Setiap tahun pemerintah menyiapkan anggaran keuangan yang
disebut Anggaran Pendapatan dan Belanja yang mempunyai fungsi sebagai kebijakan
keuangan pemerintahan dalam memperoleh dan mengeluarkan uang yang digunakan
untuk menjalankan pemerintahan. Anggaran ini memperlihatkan jumlah pendapatan
dan belanja yang diantisipasikan dalam tahun berikut. Dalam unsur pendapatan
yang paling utama dan penting adalah pendapatan yang berasal pajak, selain dari
pada itu berasal dari sumber lain yang dinamakan “Pendapatan Negara Bukan
Pajak” (PNBP) dan hibah.
Dengan
meningkatnya jumlah pendapatan yang berasal dari pajak, masalah yang berkenaan
dengan pajak perlu diperhatikan, terutama mengenai masalah prinsip pengenaan
pajak seperti keadilan, peran pajak dalam pengaturan kebijakan ekonomi,
pengaturan mengenai penataan pajak dsb.
2.
RUMUSAN MASALAH
Ada beberapa masalah
yang akan dibahas pada paper atau karya tulis ini,yaitu:
1.Bagaimana asas pengenaan pajak terhadap
masyarakat dalam upaya meningkatkan pendapatan negara?
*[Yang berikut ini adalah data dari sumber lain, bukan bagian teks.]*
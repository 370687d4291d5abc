//! Argument stream for console statements.
//!
//! A cursor over one statement's argument text with a sticky fail flag,
//! mirroring how extraction works on a text stream: a failed read marks the
//! stream and the flag stays set until [`ArgStream::clear`] is called.

use std::borrow::Cow;

/// Position-tracked source of argument text.
///
/// # Examples
///
/// ```
/// use devconsole::core::ArgStream;
///
/// let mut args = ArgStream::new(r#"  player "two words" 3"#);
/// assert_eq!(args.read_word(), Some("player"));
/// assert_eq!(args.read_token().as_deref(), Some("two words"));
/// assert_eq!(args.read_token().as_deref(), Some("3"));
/// assert!(args.read_token().is_none());
/// ```
#[derive(Debug, Clone)]
pub struct ArgStream<'a> {
    src: &'a str,
    pos: usize,
    failed: bool,
    depth: usize,
}

/// Why [`ArgStream::read_group`] could not return a group.
#[derive(Debug, Clone, Copy, PartialEq, Eq)]
pub enum GroupError {
    /// The group is longer than the capture limit.
    TooLong { len: usize, limit: usize },
}

impl<'a> ArgStream<'a> {
    /// Create a stream at nesting depth zero.
    pub fn new(src: &'a str) -> Self {
        Self::with_depth(src, 0)
    }

    /// Create a stream for a statement running at the given nesting depth.
    pub fn with_depth(src: &'a str, depth: usize) -> Self {
        Self {
            src,
            pos: 0,
            failed: false,
            depth,
        }
    }

    /// Nesting depth of the statement this stream belongs to.
    #[inline]
    pub fn depth(&self) -> usize {
        self.depth
    }

    /// Whether a previous extraction failed.
    #[inline]
    pub fn failed(&self) -> bool {
        self.failed
    }

    /// Mark the stream as failed.
    #[inline]
    pub fn fail(&mut self) {
        self.failed = true;
    }

    /// Clear the fail flag.
    #[inline]
    pub fn clear(&mut self) {
        self.failed = false;
    }

    /// The unread remainder.
    #[inline]
    pub fn rest(&self) -> &'a str {
        &self.src[self.pos..]
    }

    /// Whether every character has been consumed.
    #[inline]
    pub fn is_exhausted(&self) -> bool {
        self.pos >= self.src.len()
    }

    /// Look at the next character without consuming it.
    #[inline]
    pub fn peek(&self) -> Option<char> {
        self.rest().chars().next()
    }

    /// Consume one character.
    pub fn bump(&mut self) -> Option<char> {
        let c = self.peek()?;
        self.pos += c.len_utf8();
        Some(c)
    }

    /// Skip over leading whitespace.
    pub fn skip_whitespace(&mut self) {
        while self.peek().is_some_and(char::is_whitespace) {
            self.bump();
        }
    }

    /// Read a raw whitespace-delimited word.
    ///
    /// Returns `None` if only whitespace remains.
    pub fn read_word(&mut self) -> Option<&'a str> {
        self.skip_whitespace();
        let start = self.pos;
        while self.peek().is_some_and(|c| !c.is_whitespace()) {
            self.bump();
        }
        (self.pos > start).then(|| &self.src[start..self.pos])
    }

    /// Read one value token.
    ///
    /// A token is either a whitespace-delimited word or a single- or
    /// double-quoted string. Inside quotes, `\` escapes the next character.
    /// An unterminated quote yields `None`.
    pub fn read_token(&mut self) -> Option<Cow<'a, str>> {
        self.skip_whitespace();
        match self.peek()? {
            quote @ ('"' | '\'') => {
                let start = self.pos;
                self.bump();
                let mut value = String::new();

                loop {
                    match self.bump() {
                        Some(c) if c == quote => return Some(Cow::Owned(value)),
                        Some('\\') => match self.bump() {
                            Some(escaped) => value.push(escaped),
                            None => break,
                        },
                        Some(c) => value.push(c),
                        None => break,
                    }
                }

                // Unterminated string: leave the cursor where the quote began
                self.pos = start;
                None
            }
            _ => self.read_word().map(Cow::Borrowed),
        }
    }

    /// Read the body of a parenthesized group.
    ///
    /// Call after consuming the opening `(`. Returns the text up to the
    /// matching `)` and consumes that `)`. Nested parentheses are balanced and
    /// parentheses inside quoted tokens are ignored. If the input ends first, the
    /// rest of the input is the group.
    ///
    /// A group longer than `limit` bytes is still consumed, but reported as
    /// [`GroupError::TooLong`].
    pub fn read_group(&mut self, limit: usize) -> Result<&'a str, GroupError> {
        let start = self.pos;
        let mut depth = 0usize;
        let mut quote: Option<char> = None;
        let mut escaped = false;
        let mut end = None;

        let mut prev = Some('(');

        while let Some(c) = self.peek() {
            if let Some(q) = quote {
                if escaped {
                    escaped = false;
                } else if c == '\\' {
                    escaped = true;
                } else if c == q {
                    quote = None;
                }
            } else {
                match c {
                    '"' | '\'' if opens_token(prev) => quote = Some(c),
                    '(' => depth += 1,
                    ')' if depth == 0 => {
                        end = Some(self.pos);
                        self.bump();
                        break;
                    }
                    ')' => depth -= 1,
                    _ => {}
                }
            }
            prev = Some(c);
            self.bump();
        }

        let end = end.unwrap_or(self.pos);
        let len = end - start;
        if len > limit {
            return Err(GroupError::TooLong { len, limit });
        }
        Ok(&self.src[start..end])
    }
}

/// Whether a token may start right after `prev`.
///
/// A quote only opens a quoted string at the start of a token, so the
/// apostrophe in `don't` is part of a plain word.
pub(crate) fn opens_token(prev: Option<char>) -> bool {
    prev.is_none_or(|c| c.is_whitespace() || c == '(')
}

#[cfg(test)]
mod tests {
    use super::*;

    #[test]
    fn test_read_word() {
        let mut args = ArgStream::new("  set   health 99 ");
        assert_eq!(args.read_word(), Some("set"));
        assert_eq!(args.read_word(), Some("health"));
        assert_eq!(args.read_word(), Some("99"));
        assert_eq!(args.read_word(), None);
        assert!(args.is_exhausted());
    }

    #[test]
    fn test_read_token_quotes() {
        let mut args = ArgStream::new(r#""hello world" 'single' bare"#);
        assert_eq!(args.read_token().as_deref(), Some("hello world"));
        assert_eq!(args.read_token().as_deref(), Some("single"));
        assert_eq!(args.read_token().as_deref(), Some("bare"));
    }

    #[test]
    fn test_read_token_escapes() {
        let mut args = ArgStream::new(r#""say \"hi\" \\ now""#);
        assert_eq!(args.read_token().as_deref(), Some(r#"say "hi" \ now"#));
    }

    #[test]
    fn test_read_token_unterminated() {
        let mut args = ArgStream::new(r#""never closed"#);
        assert!(args.read_token().is_none());
        assert_eq!(args.peek(), Some('"'));
    }

    #[test]
    fn test_read_token_empty_quotes() {
        let mut args = ArgStream::new(r#""""#);
        assert_eq!(args.read_token().as_deref(), Some(""));
    }

    #[test]
    fn test_fail_flag_is_sticky() {
        let mut args = ArgStream::new("x");
        assert!(!args.failed());
        args.fail();
        args.read_word();
        assert!(args.failed());
        args.clear();
        assert!(!args.failed());
    }

    #[test]
    fn test_read_group_balanced() {
        let mut args = ArgStream::new("(* 2 (+ 1 2)) 4");
        assert_eq!(args.bump(), Some('('));
        assert_eq!(args.read_group(255), Ok("* 2 (+ 1 2)"));
        assert_eq!(args.rest(), " 4");
    }

    #[test]
    fn test_read_group_ignores_quoted_parens() {
        let mut args = ArgStream::new(r#"(echo ")") tail"#);
        args.bump();
        assert_eq!(args.read_group(255), Ok(r#"echo ")""#));
        assert_eq!(args.rest(), " tail");
    }

    #[test]
    fn test_read_group_apostrophe_inside_word() {
        let mut args = ArgStream::new("(set name don't) (get name)");
        args.bump();
        assert_eq!(args.read_group(255), Ok("set name don't"));
        assert_eq!(args.rest(), " (get name)");
    }

    #[test]
    fn test_read_token_apostrophe_inside_word() {
        let mut args = ArgStream::new("don't stop");
        assert_eq!(args.read_token().as_deref(), Some("don't"));
        assert_eq!(args.read_token().as_deref(), Some("stop"));
    }

    #[test]
    fn test_read_group_unterminated() {
        let mut args = ArgStream::new("(+ 1 2");
        args.bump();
        assert_eq!(args.read_group(255), Ok("+ 1 2"));
        assert!(args.is_exhausted());
    }

    #[test]
    fn test_read_group_too_long() {
        let mut args = ArgStream::new("(+ 100 200) 4");
        args.bump();
        assert_eq!(
            args.read_group(4),
            Err(GroupError::TooLong { len: 9, limit: 4 })
        );
        // The oversized group is still consumed
        assert_eq!(args.rest(), " 4");
    }
}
2.Bagaimana pengelolaan keuangan terutama
pengelolaan pajak yang baik, yang anti korupsi?
3.TUJUAN PENULISAN
- Mengetahui asas – asas
pengenaan pajak pada masyarakat
- Mengetahui pengelolaan keuangan
pajak yang anti korupsi
4.MANFAAT PENULISAN
- Dapat mengetahui peranan pajak
sebagai sumber pendapatan negara.
- Dapat mengetahui dan
meningkatkan pemahaman tentang keuangan negara dan daerah
5.METODE PENULISAN
Dalam penyusunan paper atau karya
tulis ini, penulis menggunakan metode study kepustakaan (library research) dengan menggunakan buku – buku serta media
internet untuk mendapatkan materi tambahan serta artikel – artikel yang terkait
untuk mengembangkan pembahasan berdasarkan masalah- masalah yang ada.
BAB II
PEMBAHASAN
2.1 Asas
Pengenaan Pajak
Pajak adalah iuran rakyat kepada kas negara
berdasarkan undang-undang —sehingga dapat dipaksakan— dengan tiada mendapat
balas jasa secara langsung. Pajak dipungut penguasa berdasarkan norma-norma hukum untuk menutup biaya produksi
barang-barang dan jasa
kolektif untuk mencapai kesejahteraan umum. Lembaga
Pemerintah yang mengelola perpajakan negara di Indonesia adalah Direktorat
Jenderal Pajak (DJP) yang merupakan salah satu direktorat jenderal
yang ada di bawah naungan Departemen
Keuangan Republik Indonesia.
Tidak mudah untuk membebankan pajak pada masyarakat. Bila terlalu tinggi, masyarakat
akan enggan membayar pajak. Namun bila terlalu rendah, maka pembangunan tidak
akan berjalan karena dana yang kurang. Agar tidak menimbulkan berbagai
maswalah, maka pemungutan pajak harus memenuhi persyaratan yaitu:
- Pemungutan pajak harus adil
Seperti halnya produk
hukum pajak pun mempunyai tujuan untuk menciptakan keadilan dalam
hal pemungutan pajak. Adil dalam perundang-undangan maupun adil dalam
pelaksanaannya.Contohnya:
- Dengan mengatur hak dan kewajiban
para wajib pajak
- Pajak diberlakukan bagi setiap
warga negara yang memenuhi syarat sebagai wajib pajak
- Sanksi atas pelanggaran pajak
diberlakukan secara umum sesuai dengan berat ringannya pelanggaran
- Pengaturan pajak harus
berdasarkan UU
Sesuai dengan Pasal 23 UUD 1945 yang berbunyi:
"Pajak dan pungutan yang bersifat untuk keperluan negara diatur dengan
Undang-Undang", ada beberapa hal yang perlu diperhatikan dalam penyusunan
UU tentang pajak, yaitu:
- Pemungutan pajak yang dilakukan
oleh negara yang berdasarkan UU tersebut harus dijamin kelancarannya
- Jaminan hukum bagi para wajib
pajak untuk tidak diperlakukan secara umum
- Jaminan hukum akan terjaganya
kerasahiaan bagi para wajib pajak
- Pungutan pajak tidak mengganggu
perekonomian
Pemungutan pajak harus diusahakan sedemikian rupa agar
tidak mengganggu kondisi perekonomian, baik
kegiatan produksi, perdagangan, maupun jasa.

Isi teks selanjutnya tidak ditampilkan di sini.